M.CH., Los Llanos
La Consejería de Medio Ambiente del Cabildo insular promueve la puesta en marcha de un proyecto, con la colaboración del programa Interreg presentado en Europa, para colocar una serie de sensores digitales para caminantes en los senderos y rutas más visitados de La Palma, especialmente en la Ruta de Los Volcanes y la zona de Marcos y Cordero, que reciben cientos de miles de ellos.
Se trata, según adelantó el consejero, Julio Cabrera, "de unos pequeños aparatos, que no son más grandes que una tapa de bolígrafo, que tendrán la función básica de contabilizar a todo el que pase por su zona de influencia, lo que nos permitirá tener un control absoluto del número de personas reales que utilizan estos senderos y de las condiciones en que se usan los mismos".
Esto será fundamental para mejorar los aspectos de seguridad en la práctica del senderismo. Los sensores aumentarán la vigilancia, así como posibilitarán dar una mayor garantía a la hora de aplicar servicios vinculados a estas rutas por los múltiples y escarpados espacios naturales de la Isla. Con un PDA se recogerá toda la información, fechas, horas, días.. así como las personas que pasan.

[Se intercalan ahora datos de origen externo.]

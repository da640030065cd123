//! Service context - dependency container for services
//!
//! Holds every repository port, the optional PostgreSQL pool (for readiness
//! checks) and the JWT service. Services borrow it for the duration of a call.

use std::sync::Arc;

use jobs_common::auth::JwtService;
use jobs_core::traits::{
    BookmarkRepository, CommentRepository, JobRepository, LikeRepository, SessionRepository,
    ShareRepository, UserRepository,
};
use jobs_db::{
    MemoryStore, PgBookmarkRepository, PgCommentRepository, PgJobRepository, PgLikeRepository,
    PgPool, PgSessionRepository, PgShareRepository, PgUserRepository,
};

use super::error::{ServiceError, ServiceResult};

/// Service context containing all dependencies
#[derive(Clone)]
pub struct ServiceContext {
    // Present only when backed by PostgreSQL
    pool: Option<PgPool>,

    job_repo: Arc<dyn JobRepository>,
    like_repo: Arc<dyn LikeRepository>,
    bookmark_repo: Arc<dyn BookmarkRepository>,
    comment_repo: Arc<dyn CommentRepository>,
    share_repo: Arc<dyn ShareRepository>,
    user_repo: Arc<dyn UserRepository>,
    session_repo: Arc<dyn SessionRepository>,

    jwt_service: Arc<JwtService>,
}

impl ServiceContext {
    pub fn builder() -> ServiceContextBuilder {
        ServiceContextBuilder::new()
    }

    /// Wire every port to its PostgreSQL repository
    pub fn from_pool(pool: PgPool, jwt_service: Arc<JwtService>) -> Self {
        Self {
            job_repo: Arc::new(PgJobRepository::new(pool.clone())),
            like_repo: Arc::new(PgLikeRepository::new(pool.clone())),
            bookmark_repo: Arc::new(PgBookmarkRepository::new(pool.clone())),
            comment_repo: Arc::new(PgCommentRepository::new(pool.clone())),
            share_repo: Arc::new(PgShareRepository::new(pool.clone())),
            user_repo: Arc::new(PgUserRepository::new(pool.clone())),
            session_repo: Arc::new(PgSessionRepository::new(pool.clone())),
            pool: Some(pool),
            jwt_service,
        }
    }

    /// Wire every port to one shared in-memory store
    pub fn from_memory(store: MemoryStore, jwt_service: Arc<JwtService>) -> Self {
        Self {
            pool: None,
            job_repo: Arc::new(store.clone()),
            like_repo: Arc::new(store.likes()),
            bookmark_repo: Arc::new(store.bookmarks()),
            comment_repo: Arc::new(store.clone()),
            share_repo: Arc::new(store.clone()),
            user_repo: Arc::new(store.clone()),
            session_repo: Arc::new(store),
            jwt_service,
        }
    }

    // === Database Pool ===

    /// The PostgreSQL pool, if this context is backed by one
    pub fn pool(&self) -> Option<&PgPool> {
        self.pool.as_ref()
    }

    // === Repositories ===

    pub fn job_repo(&self) -> &dyn JobRepository {
        self.job_repo.as_ref()
    }

    pub fn like_repo(&self) -> &dyn LikeRepository {
        self.like_repo.as_ref()
    }

    pub fn bookmark_repo(&self) -> &dyn BookmarkRepository {
        self.bookmark_repo.as_ref()
    }

    pub fn comment_repo(&self) -> &dyn CommentRepository {
        self.comment_repo.as_ref()
    }

    pub fn share_repo(&self) -> &dyn ShareRepository {
        self.share_repo.as_ref()
    }

    pub fn user_repo(&self) -> &dyn UserRepository {
        self.user_repo.as_ref()
    }

    pub fn session_repo(&self) -> &dyn SessionRepository {
        self.session_repo.as_ref()
    }

    // === Services ===

    /// Get the JWT service
    pub fn jwt_service(&self) -> &JwtService {
        self.jwt_service.as_ref()
    }
}

impl std::fmt::Debug for ServiceContext {
    fn fmt(&self, f: &mut std::fmt::Formatter<'_>) -> std::fmt::Result {
        f.debug_struct("ServiceContext")
            .field("pool", &self.pool.as_ref().map(|_| "PgPool"))
            .field("repositories", &"...")
            .field("jwt_service", &self.jwt_service)
            .finish()
    }
}

/// Builder for a ServiceContext with hand-picked repositories
#[derive(Default)]
pub struct ServiceContextBuilder {
    pool: Option<PgPool>,
    job_repo: Option<Arc<dyn JobRepository>>,
    like_repo: Option<Arc<dyn LikeRepository>>,
    bookmark_repo: Option<Arc<dyn BookmarkRepository>>,
    comment_repo: Option<Arc<dyn CommentRepository>>,
    share_repo: Option<Arc<dyn ShareRepository>>,
    user_repo: Option<Arc<dyn UserRepository>>,
    session_repo: Option<Arc<dyn SessionRepository>>,
    jwt_service: Option<Arc<JwtService>>,
}

impl ServiceContextBuilder {
    pub fn new() -> Self {
        Self::default()
    }

    pub fn pool(mut self, pool: PgPool) -> Self {
        self.pool = Some(pool);
        self
    }

    pub fn job_repo(mut self, repo: Arc<dyn JobRepository>) -> Self {
        self.job_repo = Some(repo);
        self
    }

    pub fn like_repo(mut self, repo: Arc<dyn LikeRepository>) -> Self {
        self.like_repo = Some(repo);
        self
    }

    pub fn bookmark_repo(mut self, repo: Arc<dyn BookmarkRepository>) -> Self {
        self.bookmark_repo = Some(repo);
        self
    }

    pub fn comment_repo(mut self, repo: Arc<dyn CommentRepository>) -> Self {
        self.comment_repo = Some(repo);
        self
    }

    pub fn share_repo(mut self, repo: Arc<dyn ShareRepository>) -> Self {
        self.share_repo = Some(repo);
        self
    }

    pub fn user_repo(mut self, repo: Arc<dyn UserRepository>) -> Self {
        self.user_repo = Some(repo);
        self
    }

    pub fn session_repo(mut self, repo: Arc<dyn SessionRepository>) -> Self {
        self.session_repo = Some(repo);
        self
    }

    pub fn jwt_service(mut self, service: Arc<JwtService>) -> Self {
        self.jwt_service = Some(service);
        self
    }

    /// Build the ServiceContext
    ///
    /// # Errors
    /// Returns `ServiceError::Validation` naming the first missing dependency
    pub fn build(self) -> ServiceResult<ServiceContext> {
        fn required<T>(value: Option<T>, name: &str) -> ServiceResult<T> {
            value.ok_or_else(|| ServiceError::validation(format!("{name} is required")))
        }

        Ok(ServiceContext {
            pool: self.pool,
            job_repo: required(self.job_repo, "job_repo")?,
            like_repo: required(self.like_repo, "like_repo")?,
            bookmark_repo: required(self.bookmark_repo, "bookmark_repo")?,
            comment_repo: required(self.comment_repo, "comment_repo")?,
            share_repo: required(self.share_repo, "share_repo")?,
            user_repo: required(self.user_repo, "user_repo")?,
            session_repo: required(self.session_repo, "session_repo")?,
            jwt_service: required(self.jwt_service, "jwt_service")?,
        })
    }
}
use anyhow::{Context, Result};
use image::{DynamicImage, RgbImage, imageops::FilterType};
use ndarray::ArrayViewMut3;

use crate::config::TensorLayout;

/// Decode an encoded image (PNG, JPEG) held in memory.
pub fn decode_image(bytes: &[u8]) -> Result<DynamicImage> {
    anyhow::ensure!(!bytes.is_empty(), "image buffer is empty");
    image::load_from_memory(bytes).context("failed to decode image bytes")
}

/// Resize an image to the requested resolution using the provided filter.
pub fn resize_image(image: &RgbImage, width: u32, height: u32, filter: FilterType) -> RgbImage {
    image::imageops::resize(image, width, height, filter)
}

/// Write an RGB image into a pre-allocated `f32` tensor, mapping `0..=255` linearly onto `range`.
///
/// `out` must hold exactly `3 * width * height` values; it is overwritten in place so callers can
/// keep one buffer alive for the lifetime of a model instance.
pub fn fill_tensor(
    image: &RgbImage,
    layout: TensorLayout,
    range: (f32, f32),
    out: &mut [f32],
) -> Result<()> {
    let (width, height) = image.dimensions();
    let (w, h) = (width as usize, height as usize);
    anyhow::ensure!(
        out.len() == 3 * w * h,
        "tensor buffer holds {} values, image needs {}",
        out.len(),
        3 * w * h
    );

    let (low, high) = range;
    let scale = (high - low) / 255.0;
    match layout {
        TensorLayout::Nhwc => {
            let mut view = ArrayViewMut3::from_shape((h, w, 3), out)
                .context("tensor buffer is not contiguous")?;
            for (x, y, pixel) in image.enumerate_pixels() {
                for c in 0..3 {
                    view[(y as usize, x as usize, c)] = f32::from(pixel[c]).mul_add(scale, low);
                }
            }
        }
        TensorLayout::Nchw => {
            let mut view = ArrayViewMut3::from_shape((3, h, w), out)
                .context("tensor buffer is not contiguous")?;
            for (x, y, pixel) in image.enumerate_pixels() {
                for c in 0..3 {
                    view[(c, y as usize, x as usize)] = f32::from(pixel[c]).mul_add(scale, low);
                }
            }
        }
    }
    Ok(())
}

Por ahora, afirmó Cabrera, "sólo contamos con unas estimaciones de visitas, pero a partir de ese momento, el número será exacto. Por ejemplo, en la Ruta de los Volcanes se calculan unas 250.000 personas anuales, pero si son más se deberían hacer mejoras. Los datos dirán".
Con esto se completará el proyecto puesto en marcha por la Administración palmera para mejorar la seguridad en los senderos. Incluso, añadió el consejero, "se podría dar la circunstancia de limitar algunas rutas naturales por desgastes medioambientales, o simplemente limitar el acceso a zonas fuera de sendero, para evitar daños, en función de la carga de cada sitio".
Desde la Consejería de Medio Ambiente se recuerda que La Palma cuenta con más de 1.000 kilómetros de senderos homologados a lo largo de su geografía, en los que el personal de Medio Ambiente realiza una importante y continua tarea de conservación y mejora, para que estos caminos sigan siendo uno de los valores turísticos más importantes con los que cuenta la Isla.
De forma inicial, la colocación de los sensores de paso afectará a las rutas más usadas, a fin de tener datos claros y conocer con exactitud su estado. En los más transitados, desde el E-7, el primer sendero de Canarias que cumple las normativas de la Federación Europea de Senderismo, en cuanto a seguridad y mantenimiento, y el GR-130, que rodea la Isla y es de los más complejos.